So, when the Covid-19 pandemic came upon us, the literature, you know, indicated that persons with disabilities, for a variety of different reasons, are more susceptible and vulnerable to the virus. They’re more susceptible to catching the virus. And they’re also at a higher risk of major complications, hospitalization, and fatality due to their viral infection in Covid-19.
One of the ways in which the persons with disabilities are more susceptible and more vulnerable to catching the virus was that those folks that live in facilities and congregate settings – like assisting facilities, group homes, nursing homes – live amongst other people. And we know that, you know, that carries a risk.
Also, they’re… they often have multiple conditions, preexisting conditions, if you will. That also puts them at a greater risk of contracting and having complications with the virus. Plus, also, in those settings, staff come in and out and are going in and out of rooms, for example or may see multiple individuals for different services throughout the day.
And, at the end of the day, end of their shift, they’ll go home, rope into the community. And then their shift starts the next day. They’ll come back into the facility or the group home or the congregate living facility. And, so, there’s always a constant risk of exposure. Internally and externally. So, we were really concerned, as an organization, of how, you know, Nebraskans with disabilities in general and particularly those individuals with disabilities who live in those type of settings were faring during the pandemic, you know. What, what’s the impact? What’s the scope? How, you know, what size are we talking about? You know, what, what, where are we at? How… what’s the infection rate, those sort of things.
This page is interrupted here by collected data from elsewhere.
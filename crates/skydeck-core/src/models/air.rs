use std::str::FromStr;

use serde::{Deserialize, Deserializer, Serialize};

use crate::error::CoreError;

/// Caller-assigned quality badge on the summary card.
#[derive(Debug, Clone, Copy, PartialEq, Eq, Hash, Serialize)]
pub enum QualityLevel {
    Good,
    Standard,
    Hazardous,
}

impl QualityLevel {
    pub fn as_str(&self) -> &'static str {
        match self {
            Self::Good => "Good",
            Self::Standard => "Standard",
            Self::Hazardous => "Hazardous",
        }
    }

    pub fn badge_token(&self) -> &'static str {
        match self {
            Self::Good => "bg-green-500",
            Self::Standard => "bg-blue-900",
            Self::Hazardous => "bg-red-600",
        }
    }
}

impl std::fmt::Display for QualityLevel {
    fn fmt(&self, f: &mut std::fmt::Formatter<'_>) -> std::fmt::Result {
        f.write_str(self.as_str())
    }
}

impl FromStr for QualityLevel {
    type Err = CoreError;

    fn from_str(s: &str) -> Result<Self, Self::Err> {
        match s.trim().to_ascii_lowercase().as_str() {
            "good" => Ok(Self::Good),
            "standard" => Ok(Self::Standard),
            "hazardous" => Ok(Self::Hazardous),
            _ => Err(CoreError::Input(format!("unknown air quality level: {s}"))),
        }
    }
}

impl<'de> Deserialize<'de> for QualityLevel {
    fn deserialize<D>(deserializer: D) -> Result<Self, D::Error>
    where
        D: Deserializer<'de>,
    {
        let s = String::deserialize(deserializer)?;
        s.parse().map_err(serde::de::Error::custom)
    }
}

/// Input for the air-quality summary card. Missing fields keep the sample
/// values.
#[derive(Debug, Clone, PartialEq, Serialize, Deserialize)]
#[serde(default)]
pub struct AirQualitySummary {
    pub aqi: f64,
    /// Main pollutant, e.g. "PM 2.5".
    pub pollutant: String,
    pub wind_direction: String,
    pub quality: QualityLevel,
}

impl Default for AirQualitySummary {
    fn default() -> Self {
        Self {
            aqi: 390.0,
            pollutant: "PM 2.5".into(),
            wind_direction: "West Wind".into(),
            quality: QualityLevel::Standard,
        }
    }
}

/// Individual pollutant concentrations. Any may be missing.
#[derive(Debug, Clone, Default, PartialEq, Serialize, Deserialize)]
pub struct Pollutants {
    /// PM2.5, µg/m³.
    #[serde(default, skip_serializing_if = "Option::is_none")]
    pub pm25: Option<f64>,
    /// PM10, µg/m³.
    #[serde(default, skip_serializing_if = "Option::is_none")]
    pub pm10: Option<f64>,
    /// Ozone, ppb.
    #[serde(default, skip_serializing_if = "Option::is_none")]
    pub o3: Option<f64>,
    /// Nitrogen dioxide, ppb.
    #[serde(default, skip_serializing_if = "Option::is_none")]
    pub no2: Option<f64>,
    /// Sulfur dioxide, ppb.
    #[serde(default, skip_serializing_if = "Option::is_none")]
    pub so2: Option<f64>,
    /// Carbon monoxide, ppm.
    #[serde(default, skip_serializing_if = "Option::is_none")]
    pub co: Option<f64>,
}

/// A pollutant reading formatted for display.
#[derive(Debug, Clone, PartialEq, Serialize)]
pub struct PollutantRow {
    pub label: &'static str,
    pub value: f64,
    pub unit: &'static str,
}

impl Pollutants {
    /// Present readings in display order: PM2.5, PM10, O₃, NO₂, SO₂, CO.
    pub fn rows(&self) -> Vec<PollutantRow> {
        [
            ("PM2.5", self.pm25, "μg/m³"),
            ("PM10", self.pm10, "μg/m³"),
            ("O₃", self.o3, "ppb"),
            ("NO₂", self.no2, "ppb"),
            ("SO₂", self.so2, "ppb"),
            ("CO", self.co, "ppm"),
        ]
        .into_iter()
        .filter_map(|(label, value, unit)| value.map(|value| PollutantRow { label, value, unit }))
        .collect()
    }
}

/// Input for the detailed air-quality card.
#[derive(Debug, Clone, PartialEq, Serialize, Deserialize)]
#[serde(default)]
pub struct AirQualityDetail {
    pub aqi: f64,
    pub pollutants: Pollutants,
}

impl Default for AirQualityDetail {
    fn default() -> Self {
        Self {
            aqi: 75.0,
            pollutants: Pollutants {
                pm25: Some(12.5),
                pm10: Some(28.3),
                o3: Some(40.0),
                no2: Some(15.0),
                so2: Some(5.0),
                co: Some(0.8),
            },
        }
    }
}

#[cfg(test)]
mod tests {
    use super::*;

    #[test]
    fn test_rows_skip_missing_readings() {
        let p = Pollutants {
            pm25: Some(12.5),
            co: Some(0.8),
            ..Default::default()
        };
        let rows = p.rows();
        assert_eq!(rows.len(), 2);
        assert_eq!(rows[0].label, "PM2.5");
        assert_eq!(rows[1].unit, "ppm");
        assert!(Pollutants::default().rows().is_empty());
    }

    #[test]
    fn test_quality_level_parse() {
        assert_eq!("standard".parse::<QualityLevel>().unwrap(), QualityLevel::Standard);
        assert_eq!(" Good ".parse::<QualityLevel>().unwrap(), QualityLevel::Good);
        assert!("fine".parse::<QualityLevel>().is_err());
    }

    #[test]
    fn test_quality_level_from_toml() {
        #[derive(Deserialize)]
        struct Wrapper {
            quality: QualityLevel,
        }
        let w: Wrapper = toml::from_str("quality = \"Hazardous\"").unwrap();
        assert_eq!(w.quality, QualityLevel::Hazardous);
        let w: Wrapper = toml::from_str("quality = \" good \"").unwrap();
        assert_eq!(w.quality, QualityLevel::Good);
        assert!(toml::from_str::<Wrapper>("quality = \"fine\"").is_err());
    }

    #[test]
    fn test_partial_summary_keeps_sample_fields() {
        let summary: AirQualitySummary = toml::from_str("aqi = 42.0").unwrap();
        assert_eq!(summary.aqi, 42.0);
        assert_eq!(summary.pollutant, "PM 2.5");
        assert_eq!(summary.wind_direction, "West Wind");
        assert_eq!(summary.quality, QualityLevel::Standard);
    }
}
And, you know, in our initial research, we noted that there were several initial outbreaks. Blair, Nebraska, I think was the first one that we were aware of, here in Nebraska, where they had significant outbreaks and viral infections in nursing homes, assisted living facilities, and they had deaths.
So, we were really concerned about those folks that were living in those situations, given their unique vulnerabilities. And, so, we were concerned initially about the test Nebraska testing program. And we had produced a report around that particular program and its impact and accessibility for persons with disabilities.What we found was that the testing in Test Nebraska was not as accessible and left a lot of person’s disabilities out. For example, persons who… the Test Nebraska registration had to be done on the internet. Well, if you didn’t have internet, you were gonna have difficulty registering for the program.
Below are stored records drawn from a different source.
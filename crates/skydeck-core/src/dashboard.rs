//! Dashboard assembly: runs every mapper over a [`DashboardInput`] and
//! packages the results into one serializable view.

use serde::Serialize;

use crate::aqi::{self, AqiClassification, SummaryGauge};
use crate::forecast::{self, ConditionIcon, ForecastTile};
use crate::models::{DashboardInput, Location, PollutantRow};
use crate::timeline::{self, SunTimeline};
use crate::uv::{self, UvAssessment};

/// Offset applied when no feels-like temperature is supplied.
const DEFAULT_FEELS_LIKE_OFFSET: f64 = 2.0;

#[derive(Debug, Clone, PartialEq, Serialize)]
pub struct DashboardView {
    pub greeting: Greeting,
    pub weather: WeatherCardView,
    pub air_summary: AirSummaryView,
    pub sun: SunTimeline,
    pub uv: UvAssessment,
    pub air_detail: AirDetailView,
    pub forecast: Vec<ForecastTile>,
}

#[derive(Debug, Clone, PartialEq, Serialize)]
pub struct Greeting {
    pub username: String,
    pub location: Location,
}

#[derive(Debug, Clone, PartialEq, Serialize)]
pub struct WeatherCardView {
    pub temperature_c: f64,
    pub feels_like_c: f64,
    pub condition: String,
    pub icon: ConditionIcon,
    pub metrics: [MetricTile; 3],
}

/// Small labeled value in the weather card footer.
#[derive(Debug, Clone, PartialEq, Serialize)]
pub struct MetricTile {
    pub label: &'static str,
    pub value: f64,
    pub unit: &'static str,
    pub style_token: &'static str,
}

#[derive(Debug, Clone, PartialEq, Serialize)]
pub struct AirSummaryView {
    pub aqi: f64,
    pub pollutant: String,
    pub wind_direction: String,
    pub gauge: SummaryGauge,
}

#[derive(Debug, Clone, PartialEq, Serialize)]
pub struct AirDetailView {
    pub aqi: f64,
    pub classification: AqiClassification,
    pub pollutants: Vec<PollutantRow>,
}

/// Build the full dashboard view. Never fails; bad readings are clamped or
/// fall back the same way the individual mappers do.
pub fn build(input: &DashboardInput) -> DashboardView {
    tracing::debug!(
        user = %input.username,
        city = %input.location.city,
        forecast_days = input.forecast.len(),
        "Building dashboard view"
    );

    let current = &input.current;
    let weather = WeatherCardView {
        temperature_c: current.temperature_c,
        feels_like_c: current
            .feels_like_c
            .unwrap_or(current.temperature_c - DEFAULT_FEELS_LIKE_OFFSET),
        condition: current.condition.clone(),
        icon: forecast::icon_for_condition(&current.condition),
        metrics: [
            MetricTile {
                label: "Pressure",
                value: current.pressure_mb,
                unit: "mb",
                style_token: "bg-blue-900 text-white",
            },
            MetricTile {
                label: "Visibility",
                value: current.visibility_km,
                unit: "km",
                style_token: "bg-lime-300 text-blue-900",
            },
            MetricTile {
                label: "Humidity",
                value: current.humidity_pct,
                unit: "%",
                style_token: "bg-white text-blue-900",
            },
        ],
    };

    let summary = &input.air_summary;
    let air_summary = AirSummaryView {
        aqi: summary.aqi,
        pollutant: summary.pollutant.clone(),
        wind_direction: summary.wind_direction.clone(),
        gauge: aqi::summary_gauge(summary.aqi, summary.quality),
    };

    let detail = &input.air_detail;
    let air_detail = AirDetailView {
        aqi: detail.aqi,
        classification: aqi::classify(detail.aqi),
        pollutants: detail.pollutants.rows(),
    };

    DashboardView {
        greeting: Greeting {
            username: input.username.clone(),
            location: input.location.clone(),
        },
        weather,
        air_summary,
        sun: timeline::sun_timeline(&input.sun),
        uv: uv::assess_reading(&input.uv),
        air_detail,
        forecast: forecast::strip(&input.forecast),
    }
}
And as we know, a lot of persons with disabilities, even in Nebraska, live at or below the poverty line. So, we’re not talking to a lot of folks, especially the ones that we’re living in those congregate settings, are gonna be likely to have the, you know, spare cash to have a vehicle or to be able to afford to get to the site, if they could even register. If they, if they could afford the internet, do they… are… can they read the screen? Is it, is that, is the screen accessible? You know, may… they may not have transportation: is there accessible transportation? So, and, you know, so we’re concerned that the, even the testing site themselves had steps. So, there were some, some of there was, there were some problems that we identified in the testing program itself.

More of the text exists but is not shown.